A preferred embodiment comprises an ISA plug-in circuit board that connects to a keyboard and a host computer, whereby the ISA plug-in board sends scan codes to the host computer's keyboard port based on speech recognition. This is performed by the microcontroller that is embedded in the plug-in board, which communicates between the speech recognition ASIC and the host computer by receiving scan codes, which is the key press data information. The microcontroller performs the disconnecting and reconnecting of the keyboard from the serial data path when sending the scan codes through a switch means, while the software loaded into the host computer sends/receives commands and data to the microcontroller. Alternative embodiments of the system include external COM port, Parallel port and Universal Serial Bus ("USB") interfaces, which operate in the same way as the internal ISA plug-in board, except that the manner in which the data is transferred differs. Rather than using the host computer's data bus, the host computer performs its communication with external devices by way of the serial (RS-232C), parallel or printer ports. Documents cited herein are incorporated by reference.
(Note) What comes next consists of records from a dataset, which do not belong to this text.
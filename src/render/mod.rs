//! HTML for the download index.

pub mod html;

use crate::artifacts::{latest_links, version_dir_href};
use crate::models::ListingMode;
use crate::repository::ReleaseListing;
use html::Html;

/// Fixed navigation shown on every page
pub const SIDEBAR_LINKS: [(&str, &str); 6] = [
    ("Project home", "https://github.com/ytdl-org/youtube-dl"),
    (
        "Documentation",
        "https://github.com/ytdl-org/youtube-dl/blob/master/README.md",
    ),
    (
        "FAQ",
        "https://github.com/ytdl-org/youtube-dl/blob/master/README.md#faq",
    ),
    (
        "Supported sites",
        "https://ytdl-org.github.io/youtube-dl/supportedsites.html",
    ),
    ("Bug tracker", "https://github.com/ytdl-org/youtube-dl/issues"),
    (
        "Changelog",
        "https://github.com/ytdl-org/youtube-dl/blob/master/ChangeLog",
    ),
];

/// Inputs for one render of the index page
pub struct IndexPage<'a> {
    pub title: &'a str,
    pub base_path: &'a str,
    pub mode: ListingMode,
    pub listing: &'a ReleaseListing,
}

pub fn render_index(page: &IndexPage<'_>) -> String {
    let mut html = Html::new();
    open_document(&mut html, page.title);

    html.raw("<h1>").text(page.title).raw(" downloads</h1>\n");

    match &page.listing.latest {
        Some(latest) => {
            html.raw("<div id=\"latest\">\n<h2>Latest version: ")
                .text(latest.as_str())
                .raw("</h2>\n<ul>\n");
            for link in latest_links(page.base_path, page.mode, latest) {
                html.raw("<li>")
                    .link(&link.href, &link.file_name)
                    .raw(" (")
                    .text(link.kind.label())
                    .raw(")</li>\n");
            }
            html.raw("</ul>\n</div>\n");
        }
        None => {
            html.raw("<div id=\"latest\" class=\"empty\">\n<p>No releases available.</p>\n</div>\n");
        }
    }

    if let Some(versions) = page.listing.versions.as_deref() {
        if !versions.is_empty() {
            html.raw("<h2>All versions</h2>\n<ul id=\"versions\">\n");
            for version in versions {
                html.raw("<li>")
                    .link(&version_dir_href(page.base_path, version), version.as_str())
                    .raw("</li>\n");
            }
            html.raw("</ul>\n");
        }
    }

    close_document(&mut html);
    html.into_string()
}

/// Page served when the release source cannot be read
pub fn render_unavailable(title: &str) -> String {
    let mut html = Html::new();
    open_document(&mut html, title);
    html.raw("<h1>").text(title).raw(" downloads</h1>\n");
    html.raw("<div id=\"latest\" class=\"error\">\n<p>The release listing is currently unavailable. Please try again later.</p>\n</div>\n");
    close_document(&mut html);
    html.into_string()
}

fn open_document(html: &mut Html, title: &str) {
    html.raw("<!DOCTYPE html>\n<html lang=\"en\">\n<head>\n<meta charset=\"utf-8\">\n<title>")
        .text(title)
        .raw(" downloads</title>\n</head>\n<body>\n<div id=\"sidebar\">\n<ul>\n");
    for (label, href) in SIDEBAR_LINKS {
        html.raw("<li>").link(href, label).raw("</li>\n");
    }
    html.raw("</ul>\n</div>\n<div id=\"content\">\n");
}

fn close_document(html: &mut Html) {
    html.raw("</div>\n</body>\n</html>\n");
}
BACKGROUND OF THE INVENTION It is known in the prior art to have voice recognition systems that incorporate a speech synthesizer chip technology, but none of the teachings incorporate the technology of the present invention. Rather, the prior art speech recognition systems are not controlled by the supplied software as in the present invention where personalization of the pre-loaded commands are permitted, but not by function keys or cursor controls connected to the applications program that resides in the computer's RAM memory at all times. Further, the prior art discloses transferring data from the host computer to the speech recognition chip through the keyboard port, while the present invention only sends a key press entry

that is assigned to the newly spoken and recorded command to the host computer's keyboard port, with the actual data being sent and received by the host computer's data bus (internal ISA device); the serial port (COM RS-232C device), the parallel port (parallel port device); and the USB port (USB device).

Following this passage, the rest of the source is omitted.